Georgia parliament head quits after 240 injured in crackdown

Tbilisi: The head of Georgia’s parliament quit on Friday after at least 240 people were injured in a police crackdown on mass protests, which erupted over a controversial address to lawmakers by a Russian MP. Opposition leaders have vowed to hold demonstrations until parliament is dissolved and snap elections are held.
Rallies broke out in the capital Tbilisi on Thursday after a Russian lawmaker addressed parliament from the speaker’s seat — a deeply controversial move in a country at loggerheads with Moscow.

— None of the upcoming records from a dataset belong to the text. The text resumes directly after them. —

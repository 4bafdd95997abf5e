//! Retry with exponential backoff for transient platform failures.

use std::future::Future;
use std::time::Duration;

use rand::Rng;
use serde::Deserialize;
use tracing::warn;

use crate::{PlatformError, SyncError};

#[derive(Debug, Clone, Copy, PartialEq, Eq, Deserialize)]
#[serde(default)]
pub struct RetryPolicy {
    /// Total tries including the first one.
    pub attempts: u32,
    pub initial_backoff_ms: u64,
    pub max_backoff_ms: u64,
}

impl Default for RetryPolicy {
    fn default() -> Self {
        Self {
            attempts: 4,
            initial_backoff_ms: 500,
            max_backoff_ms: 30_000,
        }
    }
}

impl RetryPolicy {
    /// Delay after the `attempt`-th failure (1-based): doubling from the
    /// initial backoff, plus up to half again as jitter, capped at the max.
    pub fn backoff(&self, attempt: u32) -> Duration {
        let exp = attempt.saturating_sub(1).min(20);
        let base = self
            .initial_backoff_ms
            .saturating_mul(1 << exp)
            .min(self.max_backoff_ms);
        let jitter = if base >= 2 {
            rand::thread_rng().gen_range(0..=base / 2)
        } else {
            0
        };
        Duration::from_millis(base.saturating_add(jitter).min(self.max_backoff_ms))
    }
}

/// Run `call` until it succeeds, fails permanently, or runs out of attempts.
pub async fn retry<T, F, Fut>(
    policy: &RetryPolicy,
    operation: &'static str,
    mut call: F,
) -> Result<T, SyncError>
where
    F: FnMut() -> Fut,
    Fut: Future<Output = Result<T, PlatformError>>,
{
    let attempts = policy.attempts.max(1);
    let mut attempt = 0;
    loop {
        attempt += 1;
        match call().await {
            Ok(value) => return Ok(value),
            Err(PlatformError::Transient(message)) if attempt < attempts => {
                let delay = policy.backoff(attempt);
                warn!(
                    operation,
                    attempt,
                    delay_ms = delay.as_millis() as u64,
                    error = %message,
                    "transient platform error, retrying"
                );
                tokio::time::sleep(delay).await;
            }
            Err(last @ PlatformError::Transient(_)) => {
                return Err(SyncError::RetriesExhausted {
                    operation,
                    attempts,
                    last,
                });
            }
            Err(e) => return Err(e.into()),
        }
    }
}
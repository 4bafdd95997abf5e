pub mod error;
pub mod list;
pub mod model;
pub mod prediction;
pub mod query;

pub use error::PredictionError;
pub use list::PredictionList;
pub use model::{
    BoundingBox, Document, DocumentId, FileVersion, Grouping, ModelGroup, ModelGroupId, Review,
    ReviewId, ReviewType, Span, SubmissionId, SubmissionResult, TaskType,
};
pub use prediction::{
    AutoReviewable, Classification, Extraction, FormExtraction, FormFieldType, Predicted,
    PredictedMut, Prediction, PredictionBase, ReviewState, Summarization, Unbundling, Variant,
};
pub use query::{ModelRef, Query, ReviewRef};
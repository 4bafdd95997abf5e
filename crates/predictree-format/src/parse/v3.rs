use std::sync::Arc;

use predictree_core::{
    Document, FileVersion, ModelGroup, PredictionList, SubmissionResult, TaskType,
};
use serde_json::{Map, Value};

use super::{FileFormat, Owners, SpanLayout, predictions, review};
use crate::FormatError;
use crate::wire::Fields;

/// Multi-document layout with explicit model group metadata.
pub struct V3Format;

impl FileFormat for V3Format {
    fn version(&self) -> FileVersion {
        FileVersion::V3
    }

    fn parse(&self, raw: &Value) -> Result<SubmissionResult, FormatError> {
        let mut root = Fields::new(raw, "$")?;
        let submission_id = root.i64("submission_id")?;

        let mut models = Vec::new();
        for (key, meta) in root.object("modelgroup_metadata")? {
            models.push(Arc::new(model_group(&meta, &format!("$.modelgroup_metadata.{key}"))?));
        }

        let mut reviews = Vec::new();
        for (key, value) in root.object("reviews")? {
            reviews.push(Arc::new(review(&value, &format!("$.reviews.{key}"))?));
        }
        reviews.sort_by_key(|r| r.id);
        let final_review = reviews.iter().rev().find(|r| !r.rejected).cloned();

        let errored_files = root.object("errored_files")?;

        let mut documents = Vec::new();
        let mut all = PredictionList::new();
        for (i, file) in root.array("submission_results")?.iter().enumerate() {
            let context = format!("$.submission_results[{i}]");
            let mut f = Fields::new(file, context.as_str())?;
            let id = f.i64("submissionfile_id")?;
            let filename = f.opt_str("input_filename")?.unwrap_or_default();
            let etl_output = f.opt_str("etl_output")?.unwrap_or_default();
            let mut model_results = Fields::new(
                &f.take("model_results").unwrap_or(Value::Null),
                format!("{context}.model_results"),
            )?;
            let original = model_results.object("ORIGINAL")?;
            let final_layer = match final_review {
                Some(_) => model_results.object("FINAL")?,
                None => Map::new(),
            };

            // Resolve every key before the document exists so it can list
            // the models it knows.
            let original = resolve(&models, original)?;
            let final_layer = resolve(&models, final_layer)?;
            let mut known: Vec<Arc<ModelGroup>> = Vec::new();
            for (model, _) in original.iter().chain(&final_layer) {
                if !known.iter().any(|m| m.id == model.id) {
                    known.push(model.clone());
                }
            }

            let document = Arc::new(Document {
                id,
                filename,
                etl_output,
                models: known,
            });

            for (layer, sections, layer_review) in [
                ("ORIGINAL", original, None),
                ("FINAL", final_layer, final_review.clone()),
            ] {
                for (model, section) in sections {
                    let owners = Owners {
                        document: document.clone(),
                        model: model.clone(),
                        review: layer_review.clone(),
                    };
                    all.extend(predictions(
                        &section,
                        &format!("{context}.model_results.{layer}.{}", model.id),
                        &owners,
                        SpanLayout::List,
                    )?);
                }
            }
            documents.push(document);
        }

        Ok(SubmissionResult {
            version: FileVersion::V3,
            submission_id,
            documents,
            models,
            predictions: all,
            reviews,
            errored_files,
        })
    }
}

fn model_group(value: &Value, context: &str) -> Result<ModelGroup, FormatError> {
    let mut f = Fields::new(value, context)?;
    let wire_type = f.str("task_type")?;
    let task_type = task_type(&wire_type)
        .ok_or_else(|| f.error("task_type", format!("unknown task type {wire_type:?}")))?;
    Ok(ModelGroup {
        id: f.i64("id")?,
        name: f.str("name")?,
        task_type,
    })
}

fn task_type(wire: &str) -> Option<TaskType> {
    match wire {
        "classification" => Some(TaskType::Classification),
        "annotation" => Some(TaskType::Extraction),
        "form_extraction" => Some(TaskType::FormExtraction),
        "summarization" => Some(TaskType::Summarization),
        "classification_unbundling" => Some(TaskType::Unbundling),
        _ => None,
    }
}

/// Match each section key to a model group, by id first and then by name.
fn resolve(
    models: &[Arc<ModelGroup>],
    sections: Map<String, Value>,
) -> Result<Vec<(Arc<ModelGroup>, Value)>, FormatError> {
    sections
        .into_iter()
        .map(|(key, section)| {
            let by_id = key
                .parse::<i64>()
                .ok()
                .and_then(|id| models.iter().find(|m| m.id == id));
            let model = by_id
                .or_else(|| models.iter().find(|m| m.name == key))
                .ok_or(FormatError::UnknownModel(key))?;
            Ok((model.clone(), section))
        })
        .collect()
}
//! Named filters for [`PredictionList::filter`](crate::PredictionList::filter).
//!
//! A [`Query`] is a set of optional filters that are ANDed together. Filtering
//! with one query holding several filters gives the same list as filtering
//! once per filter, and the same list as one raw [`Query::predicate`] that
//! checks everything itself.
//!
//! Predictions that lack the capability a filter asks about (a classification
//! asked for `accepted`, a prediction without a confidence for its label asked
//! for a confidence bound) never match that filter.

use std::collections::BTreeSet;
use std::sync::Arc;

use crate::model::{DocumentId, ModelGroup, ModelGroupId, Review, ReviewId, ReviewType, TaskType};
use crate::prediction::Predicted;

/// Matches a model group by identity, task type, or display name.
#[derive(Debug, Clone, PartialEq)]
pub enum ModelRef {
    Id(ModelGroupId),
    TaskType(TaskType),
    Name(String),
}

impl ModelRef {
    pub fn matches(&self, model: &ModelGroup) -> bool {
        match self {
            Self::Id(id) => model.id == *id,
            Self::TaskType(task_type) => model.task_type == *task_type,
            Self::Name(name) => model.name == *name,
        }
    }
}

impl From<TaskType> for ModelRef {
    fn from(task_type: TaskType) -> Self {
        Self::TaskType(task_type)
    }
}

impl From<&str> for ModelRef {
    fn from(name: &str) -> Self {
        Self::Name(name.to_string())
    }
}

impl From<String> for ModelRef {
    fn from(name: String) -> Self {
        Self::Name(name)
    }
}

impl From<&ModelGroup> for ModelRef {
    fn from(model: &ModelGroup) -> Self {
        Self::Id(model.id)
    }
}

impl From<&Arc<ModelGroup>> for ModelRef {
    fn from(model: &Arc<ModelGroup>) -> Self {
        Self::Id(model.id)
    }
}

/// Matches the review a prediction came from.
#[derive(Debug, Clone, PartialEq)]
pub enum ReviewRef {
    /// Only pre-review predictions (review is null).
    PreReview,
    Id(ReviewId),
    Type(ReviewType),
}

impl ReviewRef {
    pub fn matches(&self, review: Option<&Review>) -> bool {
        match (self, review) {
            (Self::PreReview, None) => true,
            (Self::Id(id), Some(r)) => r.id == *id,
            (Self::Type(t), Some(r)) => r.review_type == *t,
            _ => false,
        }
    }
}

impl From<ReviewType> for ReviewRef {
    fn from(review_type: ReviewType) -> Self {
        Self::Type(review_type)
    }
}

impl From<&Review> for ReviewRef {
    fn from(review: &Review) -> Self {
        Self::Id(review.id)
    }
}

impl From<&Arc<Review>> for ReviewRef {
    fn from(review: &Arc<Review>) -> Self {
        Self::Id(review.id)
    }
}

impl From<Option<&Review>> for ReviewRef {
    fn from(review: Option<&Review>) -> Self {
        review.map_or(Self::PreReview, Self::from)
    }
}

type Predicate<'a, P> = Box<dyn Fn(&P) -> bool + 'a>;

/// A conjunction of optional prediction filters.
pub struct Query<'a, P> {
    document: Option<DocumentId>,
    documents: Option<BTreeSet<DocumentId>>,
    model: Option<ModelRef>,
    models: Option<Vec<ModelRef>>,
    review: Option<ReviewRef>,
    reviews: Option<Vec<ReviewRef>>,
    label: Option<String>,
    labels: Option<BTreeSet<String>>,
    page: Option<i64>,
    pages: Option<BTreeSet<i64>>,
    min_confidence: Option<f64>,
    max_confidence: Option<f64>,
    accepted: Option<bool>,
    rejected: Option<bool>,
    checked: Option<bool>,
    signed: Option<bool>,
    predicates: Vec<Predicate<'a, P>>,
}

impl<P> Default for Query<'_, P> {
    fn default() -> Self {
        Self {
            document: None,
            documents: None,
            model: None,
            models: None,
            review: None,
            reviews: None,
            label: None,
            labels: None,
            page: None,
            pages: None,
            min_confidence: None,
            max_confidence: None,
            accepted: None,
            rejected: None,
            checked: None,
            signed: None,
            predicates: Vec::new(),
        }
    }
}

impl<'a, P> Query<'a, P> {
    pub fn new() -> Self {
        Self::default()
    }

    pub fn document(mut self, id: DocumentId) -> Self {
        self.document = Some(id);
        self
    }

    pub fn document_in(mut self, ids: impl IntoIterator<Item = DocumentId>) -> Self {
        self.documents = Some(ids.into_iter().collect());
        self
    }

    pub fn model(mut self, model: impl Into<ModelRef>) -> Self {
        self.model = Some(model.into());
        self
    }

    pub fn model_in<M: Into<ModelRef>>(mut self, models: impl IntoIterator<Item = M>) -> Self {
        self.models = Some(models.into_iter().map(Into::into).collect());
        self
    }

    pub fn review(mut self, review: impl Into<ReviewRef>) -> Self {
        self.review = Some(review.into());
        self
    }

    pub fn review_in<R: Into<ReviewRef>>(mut self, reviews: impl IntoIterator<Item = R>) -> Self {
        self.reviews = Some(reviews.into_iter().map(Into::into).collect());
        self
    }

    pub fn label(mut self, label: impl Into<String>) -> Self {
        self.label = Some(label.into());
        self
    }

    pub fn label_in<S: Into<String>>(mut self, labels: impl IntoIterator<Item = S>) -> Self {
        self.labels = Some(labels.into_iter().map(Into::into).collect());
        self
    }

    pub fn page(mut self, page: i64) -> Self {
        self.page = Some(page);
        self
    }

    pub fn page_in(mut self, pages: impl IntoIterator<Item = i64>) -> Self {
        self.pages = Some(pages.into_iter().collect());
        self
    }

    /// Inclusive lower bound on the current label's confidence.
    pub fn min_confidence(mut self, min: f64) -> Self {
        self.min_confidence = Some(min);
        self
    }

    /// Inclusive upper bound on the current label's confidence.
    pub fn max_confidence(mut self, max: f64) -> Self {
        self.max_confidence = Some(max);
        self
    }

    pub fn accepted(mut self, accepted: bool) -> Self {
        self.accepted = Some(accepted);
        self
    }

    pub fn rejected(mut self, rejected: bool) -> Self {
        self.rejected = Some(rejected);
        self
    }

    pub fn checked(mut self, checked: bool) -> Self {
        self.checked = Some(checked);
        self
    }

    pub fn signed(mut self, signed: bool) -> Self {
        self.signed = Some(signed);
        self
    }

    /// Raw predicate, ANDed with everything else.
    pub fn predicate(mut self, f: impl Fn(&P) -> bool + 'a) -> Self {
        self.predicates.push(Box::new(f));
        self
    }
}

impl<P: Predicted> Query<'_, P> {
    pub fn matches(&self, prediction: &P) -> bool {
        let document = prediction.document();
        if let Some(id) = self.document
            && document.id != id
        {
            return false;
        }
        if let Some(ids) = &self.documents
            && !ids.contains(&document.id)
        {
            return false;
        }

        let model = prediction.model();
        if let Some(m) = &self.model
            && !m.matches(model)
        {
            return false;
        }
        if let Some(ms) = &self.models
            && !ms.iter().any(|m| m.matches(model))
        {
            return false;
        }

        let review = prediction.review();
        if let Some(r) = &self.review
            && !r.matches(review)
        {
            return false;
        }
        if let Some(rs) = &self.reviews
            && !rs.iter().any(|r| r.matches(review))
        {
            return false;
        }

        if let Some(label) = &self.label
            && prediction.label() != label
        {
            return false;
        }
        if let Some(labels) = &self.labels
            && !labels.contains(prediction.label())
        {
            return false;
        }

        if self.page.is_some() || self.pages.is_some() {
            let pages = prediction.pages();
            if let Some(page) = self.page
                && !pages.contains(&page)
            {
                return false;
            }
            if let Some(wanted) = &self.pages
                && !pages.iter().any(|p| wanted.contains(p))
            {
                return false;
            }
        }

        if self.min_confidence.is_some() || self.max_confidence.is_some() {
            let Ok(confidence) = prediction.confidence() else {
                return false;
            };
            if self.min_confidence.is_some_and(|min| confidence < min)
                || self.max_confidence.is_some_and(|max| confidence > max)
            {
                return false;
            }
        }

        let state = prediction.review_state();
        if let Some(wanted) = self.accepted
            && state.map(|s| s.accepted()) != Some(wanted)
        {
            return false;
        }
        if let Some(wanted) = self.rejected
            && state.map(|s| s.rejected()) != Some(wanted)
        {
            return false;
        }
        if let Some(wanted) = self.checked
            && prediction.checked() != Some(wanted)
        {
            return false;
        }
        if let Some(wanted) = self.signed
            && prediction.signed() != Some(wanted)
        {
            return false;
        }

        self.predicates.iter().all(|f| f(prediction))
    }
}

Police fired rubber bullets and tear gas at crowds, leaving at least 160 demonstrators and 80 officers injured according to the health ministry. Police said they arrested 305 people.
The use of force in the pro-Western ex-Soviet country has sparked an international outcry, while the Kremlin condemned the protests as “Russophobic provocation”.
The presence of Russian MP Sergei Gavrilov in parliament brought a backlash in Georgia, which in 2008 fought and lost a brief but bloody war with Moscow over the breakaway regions of Abkhazia and South Ossetia.
Ahead of planned parliamentary polls next year, opposition groups also seek to capitalise on discontent with the ruling Georgian Dream party and its oligarch leader Bidzina Ivanishvili over the failure to kick-start a stagnant economy.
“Ivanishvili’s regime must cede power,” former president Mikheil Saakashvili said in a video address to supporters on Friday.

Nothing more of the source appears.